Dans la majorité des pays l’école assure deux missions, celle la plus évidente de la transmission des savoirs mais également la socialisation et plus largement l’éducation à la vie en collectivité, à la découverte de l’autre dans sa diversité et des règles pour bien vivre ensemble.
Des études convergentes montrent que les espaces scolaires ne sont jamais neutres mais qu’ils « transmettent des messages à leurs usagers » (De Botton, 2013) et qu’ils sont « porteurs consciemment ou non de valeurs politiques et sociales » (Baylac, 2020). La cour d’école est l’un des premiers espaces sociaux dans lesquels les enfants évoluent et se construisent leur représentation du monde.
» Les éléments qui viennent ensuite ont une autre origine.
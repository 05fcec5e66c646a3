use socket2::Socket;
use wire::{Address, DataHaltReason, EnvVar, NameListEntry};

use crate::env_list::EnvList;
use crate::error::NdmpError;
use crate::fd::SharedSocket;
use crate::state::{DataOperation, DataState};

/// DATA subsystem record (`§3`, `§4.3`).
///
/// Every state-changing method enforces the transition table itself and
/// returns `Err(NdmpError::IllegalState)` rather than leaving call sites to
/// check `state` by hand — the same centralization the teacher uses for
/// `GeneratorError`.
pub struct DataRecord {
    state: DataState,
    halt_reason: DataHaltReason,
    operation: DataOperation,
    abort_requested: bool,
    address: Address,
    listen_socket: Option<Socket>,
    data_socket: Option<SharedSocket>,
    env: EnvList,
    name_list: Vec<NameListEntry>,
    read_offset: u64,
    read_length: u64,
    bytes_left_to_read: u64,
    position: u64,
    discard_length: u64,
    bytes_processed: u64,
}

impl DataRecord {
    pub fn new() -> Self {
        Self {
            state: DataState::Idle,
            halt_reason: DataHaltReason::NotApplicable,
            operation: DataOperation::NoAction,
            abort_requested: false,
            address: Address::Local,
            listen_socket: None,
            data_socket: None,
            env: EnvList::new(),
            name_list: Vec::new(),
            read_offset: 0,
            read_length: 0,
            bytes_left_to_read: 0,
            position: 0,
            discard_length: 0,
            bytes_processed: 0,
        }
    }

    pub const fn state(&self) -> DataState {
        self.state
    }

    pub const fn halt_reason(&self) -> DataHaltReason {
        self.halt_reason
    }

    pub const fn operation(&self) -> DataOperation {
        self.operation
    }

    pub const fn abort_requested(&self) -> bool {
        self.abort_requested
    }

    pub const fn address(&self) -> &Address {
        &self.address
    }

    pub const fn bytes_processed(&self) -> u64 {
        self.bytes_processed
    }

    pub fn add_bytes_processed(&mut self, n: u64) {
        self.bytes_processed += n;
    }

    pub const fn data_socket(&self) -> Option<&SharedSocket> {
        self.data_socket.as_ref()
    }

    fn require(&self, request: &'static str, allowed: &[DataState]) -> Result<(), NdmpError> {
        if allowed.contains(&self.state) {
            Ok(())
        } else {
            Err(NdmpError::illegal_state(request, self.state.as_str()))
        }
    }

    /// `listen` (`§4.3`). `listen_socket` is `None` for a `LOCAL` address —
    /// the intent is merely recorded, not bound to a socket.
    pub fn listen(&mut self, address: Address, listen_socket: Option<Socket>) -> Result<(), NdmpError> {
        self.require("listen", &[DataState::Idle])?;
        self.address = address;
        self.listen_socket = listen_socket;
        self.state = DataState::Listen;
        Ok(())
    }

    /// Extracts the accepted connection from the listener (`§4.3`): peer
    /// address stored, listen handler removed by the caller, listener
    /// dropped here (closing it), socket tuning already applied by the
    /// caller before this is invoked.
    pub fn accept(&mut self, peer: SharedSocket, address: Address) -> Result<(), NdmpError> {
        self.require("accept", &[DataState::Listen])?;
        self.listen_socket = None;
        self.data_socket = Some(peer);
        self.address = address;
        self.state = DataState::Connected;
        Ok(())
    }

    /// `connect` to a TCP peer (`§4.3`). The `LOCAL` branch, which instead
    /// drives MOVER straight to ACTIVE, is coordinated at the session level
    /// since it mutates both records.
    pub fn connect_tcp(&mut self, peer: SharedSocket, address: Address) -> Result<(), NdmpError> {
        self.require("connect", &[DataState::Idle])?;
        self.data_socket = Some(peer);
        self.address = address;
        self.state = DataState::Connected;
        Ok(())
    }

    /// `connect` for a `LOCAL` address (`§4.3`): no socket of its own, DATA
    /// goes straight to CONNECTED once the session confirms MOVER is ready.
    pub fn connect_local(&mut self) -> Result<(), NdmpError> {
        self.require("connect", &[DataState::Idle])?;
        self.address = Address::Local;
        self.state = DataState::Connected;
        Ok(())
    }

    /// `start_backup`/`start_recover` (`§4.3`). `bu_type` validation happens
    /// at the call site before this is invoked so the error path never
    /// mutates state, matching the boundary behavior in `§8`
    /// ("leaves state = CONNECTED").
    pub fn start(
        &mut self,
        operation: DataOperation,
        env: Vec<EnvVar>,
        names: Vec<NameListEntry>,
    ) -> Result<(), NdmpError> {
        self.require("start", &[DataState::Connected])?;
        self.env = EnvList::new();
        for var in env {
            self.env.add(var.name, var.value);
        }
        self.name_list = names;
        self.operation = operation;
        self.bytes_processed = 0;
        self.state = DataState::Active;
        Ok(())
    }

    /// `abort` (`§4.3`). From LISTEN/CONNECTED this halts immediately; from
    /// ACTIVE it only raises the flag — the transition to HALTED waits for
    /// the worker's `done` callback.
    pub fn abort(&mut self) -> Result<(), NdmpError> {
        match self.state {
            DataState::Listen | DataState::Connected => {
                self.halt(DataHaltReason::Aborted);
                Ok(())
            }
            DataState::Active => {
                self.abort_requested = true;
                Ok(())
            }
            DataState::Idle | DataState::Halted => {
                Err(NdmpError::illegal_state("abort", self.state.as_str()))
            }
        }
    }

    /// Drives DATA to HALTED with `reason`, logging before the caller emits
    /// the corresponding notify (`SPEC_FULL.md` §2B). Drops the listen and
    /// data sockets; the data socket's fd only actually closes once MOVER's
    /// clone (if any, the `ndmpcopy` aliasing case) is also gone.
    pub fn halt(&mut self, reason: DataHaltReason) {
        tracing::debug!(?reason, "data halted");
        self.halt_reason = reason;
        self.state = DataState::Halted;
        self.listen_socket = None;
        self.data_socket = None;
    }

    /// `get_env` (`§3`, `§8`): only ACTIVE or HALTED expose the live list.
    pub fn get_env(&self) -> Result<&[EnvVar], NdmpError> {
        self.require("get_env", &[DataState::Active, DataState::Halted])?;
        Ok(self.env.entries())
    }

    pub fn env_mut(&mut self) -> &mut EnvList {
        &mut self.env
    }

    pub fn name_list(&self) -> &[NameListEntry] {
        &self.name_list
    }

    /// `data_stop` (`§4.3`, `§8`): only valid from HALTED; re-arms the
    /// record for another operation via `data_init`. Sockets are already
    /// dropped by `halt`, so this only needs to reset the rest of the
    /// record's bookkeeping.
    pub fn stop(&mut self) -> Result<(), NdmpError> {
        self.require("stop", &[DataState::Halted])?;
        *self = Self::new();
        Ok(())
    }
}

impl Default for DataRecord {
    fn default() -> Self {
        Self::new()
    }
}

#[cfg(test)]
mod tests {
    use super::*;
    use std::net::Ipv4Addr;
    use std::sync::Arc;

    #[test]
    fn listen_from_idle_transitions_to_listen() {
        let mut data = DataRecord::new();
        data.listen(Address::tcp_one(Ipv4Addr::LOCALHOST, 9000), None)
            .unwrap();
        assert_eq!(data.state(), DataState::Listen);
    }

    #[test]
    fn start_backup_from_idle_is_illegal_state() {
        let mut data = DataRecord::new();
        let err = data.start(DataOperation::Backup, Vec::new(), Vec::new());
        assert!(err.is_err());
        assert_eq!(data.state(), DataState::Idle);
    }

    #[test]
    fn abort_from_active_only_raises_flag() {
        let mut data = DataRecord::new();
        data.listen(Address::Local, None).unwrap();
        let socket = Socket::new(socket2::Domain::UNIX, socket2::Type::STREAM, None).unwrap();
        data.accept(Arc::new(socket), Address::Local).unwrap();
        data.start(DataOperation::Backup, Vec::new(), Vec::new())
            .unwrap();
        data.abort().unwrap();
        assert_eq!(data.state(), DataState::Active);
        assert!(data.abort_requested());
    }

    #[test]
    fn abort_from_connected_halts_immediately() {
        let mut data = DataRecord::new();
        data.connect_local().unwrap();
        data.abort().unwrap();
        assert_eq!(data.state(), DataState::Halted);
        assert_eq!(data.halt_reason(), DataHaltReason::Aborted);
    }

    #[test]
    fn stop_from_halted_reinitializes_to_idle() {
        let mut data = DataRecord::new();
        data.connect_local().unwrap();
        data.abort().unwrap();
        data.stop().unwrap();
        assert_eq!(data.state(), DataState::Idle);
        assert!(data.name_list().is_empty());
    }

    #[test]
    fn stop_outside_halted_is_illegal_state() {
        let mut data = DataRecord::new();
        assert!(data.stop().is_err());
    }

    #[test]
    fn get_env_rejected_outside_active_or_halted() {
        let data = DataRecord::new();
        assert!(data.get_env().is_err());
    }
}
Les interactions qui s’y développent sont donc importantes pour leur construction présente et future.
Les aménagements de cour ont longtemps été considérés comme secondaires mais c’est pourtant dans cet espace que se croisent filles et garçons de différentes classes d’âge et d’intérêts et de besoins différents et où peuvent se jouer aussi des rapports de force entre filles et garçons, entre petits et grands.
Le travail de réaménagement des cours d’école a donc débuté à Rennes autour du constat partagé d’une inégalité d’appropriation de ces espaces sociaux par les enfants, notamment entre les filles et les garçons. Dans le cadre d’une réflexion plus large sur la place des femmes dans l’espace public, la cour d’école s’est imposée à nous comme celui sur lequel il nous fallait agir afin de poser un cadre favorable à l’égalité entre filles et garçon mais également entre enfants de façon plus générale, afin que chacun et chacune y trouve sa place.
La renaturation des cours d’école avec une désimperméabilsation des sols et une végétalisation massive s’est également imposée à double titre. Tout d’abord pour répondre à un enjeu évident de lutte contre les îlots de chaleur et d’adaptation de la ville au réchauffement climatique qui n’épargne plus aucune région d’Europe, il n’est pas nécessaire de développer en ce 9 octobre où nous connaissons des températures quasi estivales. Il s’agit également de favoriser la biodiversité et de lutter, par la présence de la nature dans les écoles, contre ce qu’on appelle le « syndrome de manque de nature » ou l’éloignement des enfants, notamment en milieu urbain, des bienfaits de la présence physique d’une nature vivante dans leur environnement quotidien. C’est aussi ce que le philosophe Baptiste Morizot appelle « la crise de la sensibilité » au vivant soit « un appauvrissement de ce que nous pouvons sentir, percevoir, comprendre, et tisser comme relations à l’égard du vivant », cette crise étant selon lui « conjointement un effet et une part des causes de la crise écologique qui est la nôtre ».
Ainsi les cours d’école minérales, pensées pour leur facilité d’entretien, pour pouvoir surveiller les enfants aux quatre coins, pour ne pas trop salir les pantalons et les mains, se redécouvrent territoires de jeux, de redécouverte de la matérialité des saisons et de la présence de la nature mais aussi d’usages pédagogiques par les enseignants. Ex. école Ille élémentaire.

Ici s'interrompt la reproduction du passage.